Working data:
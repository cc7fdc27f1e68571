//! Generation API request and response types.

use serde::{Deserialize, Serialize};

// =============================================================================
// CHAT COMPLETION TYPES
// =============================================================================

/// Request body for the chat completions endpoint.
#[derive(Debug, Serialize)]
pub struct ChatCompletionRequest {
    pub model: String,
    pub messages: Vec<ChatMessage>,
    pub max_tokens: u32,
    pub temperature: f32,
}

/// A single chat message.
#[derive(Debug, Clone, Serialize, Deserialize)]
pub struct ChatMessage {
    pub role: String,
    pub content: String,
}

/// Response from the chat completions endpoint.
#[derive(Debug, Deserialize)]
pub struct ChatCompletionResponse {
    pub id: String,
    pub choices: Vec<ChatChoice>,
    pub usage: Option<ChatUsage>,
}

/// Single chat completion choice.
#[derive(Debug, Deserialize)]
pub struct ChatChoice {
    pub index: usize,
    pub message: ChatMessage,
    pub finish_reason: Option<String>,
}

/// Token usage for a chat completion request.
#[derive(Debug, Deserialize)]
pub struct ChatUsage {
    pub prompt_tokens: u32,
    pub completion_tokens: u32,
    pub total_tokens: u32,
}

// =============================================================================
// ERROR TYPES
// =============================================================================

/// Error response from an OpenAI-compatible API.
#[derive(Debug, Deserialize)]
pub struct OpenAIErrorResponse {
    pub error: OpenAIError,
}

/// Detailed error information.
#[derive(Debug, Deserialize)]
pub struct OpenAIError {
    pub message: String,
    #[serde(rename = "type")]
    pub error_type: String,
    pub code: Option<String>,
}

#[cfg(test)]
mod tests {
    use super::*;

    #[test]
    fn test_chat_completion_request_serialization() {
        let request = ChatCompletionRequest {
            model: "gpt-4o-mini".to_string(),
            messages: vec![
                ChatMessage {
                    role: "system".to_string(),
                    content: "You are helpful.".to_string(),
                },
                ChatMessage {
                    role: "user".to_string(),
                    content: "Hello".to_string(),
                },
            ],
            max_tokens: 500,
            temperature: 0.7,
        };

        let json = serde_json::to_string(&request).unwrap();
        assert!(json.contains("gpt-4o-mini"));
        assert!(json.contains("system"));
        assert!(json.contains("user"));
        assert!(json.contains("\"max_tokens\":500"));
        assert!(json.contains("0.7"));
    }

    #[test]
    fn test_chat_completion_response_deserialization() {
        let json = r#"{
            "id": "chatcmpl-123",
            "choices": [{
                "index": 0,
                "message": {"role": "assistant", "content": "Hello!"},
                "finish_reason": "stop"
            }],
            "usage": {"prompt_tokens": 10, "completion_tokens": 5, "total_tokens": 15}
        }"#;

        let response: ChatCompletionResponse = serde_json::from_str(json).unwrap();
        assert_eq!(response.id, "chatcmpl-123");
        assert_eq!(response.choices.len(), 1);
        assert_eq!(response.choices[0].message.content, "Hello!");
        assert_eq!(response.choices[0].finish_reason, Some("stop".to_string()));
    }

    #[test]
    fn test_response_without_usage() {
        let json = r#"{
            "id": "chatcmpl-456",
            "choices": [{
                "index": 0,
                "message": {"role": "assistant", "content": "ok"},
                "finish_reason": null
            }]
        }"#;

        let response: ChatCompletionResponse = serde_json::from_str(json).unwrap();
        assert!(response.usage.is_none());
        assert!(response.choices[0].finish_reason.is_none());
    }

    #[test]
    fn test_error_response_deserialization() {
        let json = r#"{
            "error": {
                "message": "Invalid API key",
                "type": "invalid_request_error",
                "code": "invalid_api_key"
            }
        }"#;

        let response: OpenAIErrorResponse = serde_json::from_str(json).unwrap();
        assert_eq!(response.error.message, "Invalid API key");
        assert_eq!(response.error.error_type, "invalid_request_error");
        assert_eq!(response.error.code, Some("invalid_api_key".to_string()));
    }
}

Task statement: Starting from the line with "let response: OpenAIErrorResponse" and ending with the final line of the data, quote every line exactly, both ends included.

Reply:
        let response: OpenAIErrorResponse = serde_json::from_str(json).unwrap();
        assert_eq!(response.error.message, "Invalid API key");
        assert_eq!(response.error.error_type, "invalid_request_error");
        assert_eq!(response.error.code, Some("invalid_api_key".to_string()));
    }
}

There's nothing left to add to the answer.